“I need to get my butt back on the fitness wagon.”

“I need to get my butt back on the fitness wagon.”

I just posted that in the comments section of a friend’s blog. And I decided, hey, that’s deep stuff. I should blog about that.

A year and a bit ago I hit my fitness stride. I was aiming to hit the gym 5 days a week. In reality it was 4 days most weeks, with the occasional 5-day week. I was doing a different muscle group ion the gym each day (my super strong weight lifting hubby helped me work out a plan) and CARDIO. Always with the cardio. It was awesome. And while I wasn’t hitting my 5-day goal all the time, I felt pretty good because that was the most frequent exercise I have ever had. And I even kept it up for a few months.

I didn’t lose much weight, per se. But it didn’t matter. I was fitter. I felt amazing. My clothes fit better. I had more confidence. I had more energy. My mental state was better – I was happier. All those endorphins I suppose.

I then I got off track, and have been struggling to regain it ever since. I keep making new plans. And then I fail to execute the plan. I keep telling myself to forget the plans and just do it. Then I don’t.

Last spring I started the Couch to 5k running program. It was an eight week program and by about 10 weeks in I had completed week 6. (One week I had to do twice because it was hard, a few weeks I skipped workouts and made myself start again at the last one I completed, yada yada.) I was feeling good though. Because 6 weeks in was better than zero, even if it was slow going. I was feeling impressed with myself for how far I went every time I got back from a run. I even liked it. Kind of.

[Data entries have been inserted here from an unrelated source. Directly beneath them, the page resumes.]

// SPDX-License-Identifier: BUSL-1.1
// Copyright (c) 2026 Alfred Jean LLC

use super::*;
use std::collections::BTreeSet;
use std::sync::Mutex;
use warden_adapters::fakes::{FakeEscalator, FakeProvider, FakeRunner};
use warden_core::effect::EscalationSeverity;
use warden_core::event::EventType;
use warden_core::run::RunId;
use warden_core::task::TaskOrdinal;
use warden_core::unit::UnitId;
use warden_storage::Store;

use crate::spec_loader::SpecLoadError;

/// A scripted [`SpecLoader`] that always returns the same status,
/// recording how many times it was asked.
#[derive(Default)]
struct FakeSpecLoader {
    status: Mutex<TaskStatus>,
    checks: Mutex<u32>,
}

impl FakeSpecLoader {
    fn new(status: TaskStatus) -> Self {
        Self { status: Mutex::new(status), checks: Mutex::new(0) }
    }

    fn checks(&self) -> u32 {
        *self.checks.lock().unwrap()
    }
}

impl SpecLoader for FakeSpecLoader {
    fn discover_units(&self, _unit_spec_dir: &std::path::Path) -> Result<Vec<crate::spec_loader::DiscoveredUnit>, SpecLoadError> {
        Ok(Vec::new())
    }

    fn load_tasks(&self, _unit_dir: &std::path::Path) -> Result<Vec<warden_core::task::Task>, SpecLoadError> {
        Ok(Vec::new())
    }

    fn task_status(&self, _spec_file: &std::path::Path) -> Result<TaskStatus, SpecLoadError> {
        *self.checks.lock().unwrap() += 1;
        Ok(*self.status.lock().unwrap())
    }
}

fn make_executor(
    status: TaskStatus,
) -> (Executor<FakeProvider, FakeRunner, FakeEscalator, FakeSpecLoader>, FakeProvider, FakeRunner, FakeEscalator, std::sync::Arc<FakeSpecLoader>) {
    let provider = FakeProvider::new();
    let runner = FakeRunner::new();
    let escalator = FakeEscalator::new();
    let spec_loader = std::sync::Arc::new(FakeSpecLoader::new(status));
    let bus = Bus::new(RunId::new(), Some(Store::open_in_memory().unwrap()));
    let executor = Executor::new(
        std::sync::Arc::new(provider.clone()),
        std::sync::Arc::new(runner.clone()),
        std::sync::Arc::new(escalator.clone()),
        spec_loader.clone(),
        bus,
        Duration::from_secs(60),
        std::path::PathBuf::from("/repo"),
    );
    (executor, provider, runner, escalator, spec_loader)
}

#[tokio::test]
async fn emit_dispatches_through_the_bus() {
    let (executor, ..) = make_executor(TaskStatus::Pending);
    let sub = executor.bus().subscribe(crate::bus::DropPolicy::OldestDrop);

    let event = Event::new(executor.bus().run_id(), EventType::OrchStarted, chrono::Utc::now());
    let outcome = executor.execute(Effect::Emit { event }, &CancellationToken::new()).await.unwrap();
    assert!(matches!(outcome, EffectOutcome::Event(_)));
    assert!(sub.recv().await.is_some());
}

#[tokio::test]
async fn invoke_provider_forwards_to_the_provider_and_returns_its_outcome() {
    let (executor, provider, ..) = make_executor(TaskStatus::Pending);
    provider.push_success(0);

    let effect = Effect::InvokeProvider {
        unit: UnitId::new("a"),
        prompt: "do the task".to_string(),
        workdir: std::path::PathBuf::from("/repo/a"),
        timeout: Duration::from_secs(5),
    };
    let outcome = executor.execute(effect, &CancellationToken::new()).await.unwrap();
    assert!(matches!(outcome, EffectOutcome::Provider(ProviderOutcome::Completed { exit_code: 0 })));
    assert_eq!(provider.invocation_count(), 1);
}

#[tokio::test]
async fn check_task_spec_marker_delegates_to_the_spec_loader() {
    let (executor, _provider, _runner, _escalator, spec_loader) = make_executor(TaskStatus::Complete);

    let effect = Effect::CheckTaskSpecMarker { unit: UnitId::new("a"), task: TaskOrdinal(1), spec_file: std::path::PathBuf::from("/repo/a/01.md") };
    let outcome = executor.execute(effect, &CancellationToken::new()).await.unwrap();
    assert!(matches!(outcome, EffectOutcome::TaskStatus(TaskStatus::Complete)));
    assert_eq!(spec_loader.checks(), 1);
}

#[tokio::test]
async fn commit_delegates_to_the_runner() {
    let (executor, _provider, runner, ..) = make_executor(TaskStatus::Pending);
    let effect = Effect::Commit { unit: UnitId::new("a"), workdir: std::path::PathBuf::from("/repo/a"), message: "feat: done".to_string() };
    executor.execute(effect, &CancellationToken::new()).await.unwrap();
    assert_eq!(runner.commits().len(), 1);
    assert_eq!(runner.commits()[0].1, "feat: done");
}

#[tokio::test]
async fn run_baseline_checks_reports_the_first_failure() {
    let (executor, _provider, runner, ..) = make_executor(TaskStatus::Pending);
    runner.push_command_outcome(warden_adapters::runner::CommandOutcome { exit_code: 0, stdout: String::new(), stderr: String::new() });
    runner.push_command_outcome(warden_adapters::runner::CommandOutcome { exit_code: 1, stdout: String::new(), stderr: "lint failed".to_string() });

    let effect = Effect::RunBaselineChecks {
        unit: UnitId::new("a"),
        workdir: std::path::PathBuf::from("/repo/a"),
        commands: vec!["cargo fmt --check".to_string(), "cargo clippy".to_string()],
    };
    let outcome = executor.execute(effect, &CancellationToken::new()).await.unwrap();
    match outcome {
        EffectOutcome::Command(c) => {
            assert_eq!(c.exit_code, 1);
            assert_eq!(c.stderr, "lint failed");
        }
        other => panic!("expected Command outcome, got {other:?}"),
    }
}

#[tokio::test]
async fn escalate_routes_through_the_escalator() {
    let (executor, _provider, _runner, escalator, _) = make_executor(TaskStatus::Pending);
    let effect = Effect::Escalate {
        unit: UnitId::new("a"),
        task: None,
        severity: EscalationSeverity::Blocking,
        message: "agent exhausted retries".to_string(),
    };
    executor.execute(effect, &CancellationToken::new()).await.unwrap();
    assert_eq!(escalator.notices().len(), 1);
}

#[tokio::test]
async fn open_pull_request_and_merge_pull_request_are_synthetic_no_ops() {
    let (executor, ..) = make_executor(TaskStatus::Pending);
    let open = Effect::OpenPullRequest {
        unit: UnitId::new("a"),
        branch: "unit/a-1".to_string(),
        target_branch: "main".to_string(),
        title: "a".to_string(),
        body: String::new(),
    };
    assert!(matches!(executor.execute(open, &CancellationToken::new()).await.unwrap(), EffectOutcome::None));

    let merge = Effect::MergePullRequest { unit: UnitId::new("a"), pr: 1 };
    assert!(matches!(executor.execute(merge, &CancellationToken::new()).await.unwrap(), EffectOutcome::None));
}

#[allow(dead_code)]
fn unused_imports_guard(_: BTreeSet<UnitId>) {}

The truth is, I hate exercise. Always have. I was always that kid who ‘forgot their gym strip,’ ‘twisted their ankle’ or ‘had their period and some really bad cramps’ (who can argue with that) or just plain skipped class. Even now that I have grown up and gotten better with ‘good for me’ and ‘discipline’ and ‘let’s try new things because it will be fun’ I find I just hate it. But I’ve found ways to deal.

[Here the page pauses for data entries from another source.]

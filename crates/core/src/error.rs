// SPDX-License-Identifier: BUSL-1.1
// Copyright (c) 2026 Alfred Jean LLC

//! Crate-wide error type for `warden-core`.
//!
//! Most state-machine violations are reported through their own narrow
//! error types ([`crate::run::RunTransitionError`],
//! [`crate::unit::UnitTransitionError`]) so callers can match on the
//! specific `from`/`to` pair; `CoreError` is the umbrella used where a
//! function needs to return any of them uniformly (for example a
//! `Scheduler::mark_*` dispatcher).

use crate::run::RunTransitionError;
use crate::unit::UnitTransitionError;

#[derive(Debug, thiserror::Error)]
pub enum CoreError {
    #[error(transparent)]
    RunTransition(#[from] RunTransitionError),

    #[error(transparent)]
    UnitTransition(#[from] UnitTransitionError),

    #[error("invalid dag: cycle detected at {0:?}")]
    CyclicDag(Vec<String>),

    #[error("invalid dag: unit {unit} depends on unknown unit {missing}")]
    MissingDependency { unit: String, missing: String },

    #[error("no units ready but run is not complete -- contract violation (cyclic deps escaped Build() validation)")]
    SchedulerDeadlock,
}

pub type CoreResult<T> = Result<T, CoreError>;

#[cfg(test)]
#[path = "error_tests.rs"]
mod tests;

I wish I were invisible while I am doing it but I have learned to just keep my eyes forward, don’t look at anyone else and pretend I’m invisible. And you know what? That is a pretty good trick. I also pretend that I know what I’m doing with the weights and stuff. Even though I don’t. Fake it till you make it, you know.

I hate that my skin feels prickly and hot and my face turns bright red and my fingers and feet swell. I hate dripping with sweat and being smelly and yucky. I used to try and time my workouts around logical times for showers – because when you’re a girl you can’t just have a shower. If you’re going to be seen in public again, you have to dry the hair, fix the hair, do the make-up, you know. So I used to try and work out first thing in the morning so I could then shower and get on with my day, or I’d do it late at night so I could shower and go straight to bed. Finally I learned that it’s not going to kill me to shower twice in one day. In the middle of the day. Or swipe on some mascara. As for the red face, the red face that persists and that I so hate, I find that a blast of cold water to the face with a swirl of face powder brings it down to a “rosy glow.”

I’ve also learned there are certain environments that I’m just never going to be comfortable working out in no matter how much I want to, and I don’t have to. Usually things that involve a team. Mirrors and cameras freak me right out. Anywhere high visibility (running on country roads vs downtown for example). On the other side of that coin, if I find something I really like, I can do it over and over and over, and it’s not a rut. It’s a habit. A good one.

I’ve come to recognize that most of this, for me, is the head-game, and for some reason I have a lot of mental barriers and I just have to keep coming up with the mental tricks I need to get over them.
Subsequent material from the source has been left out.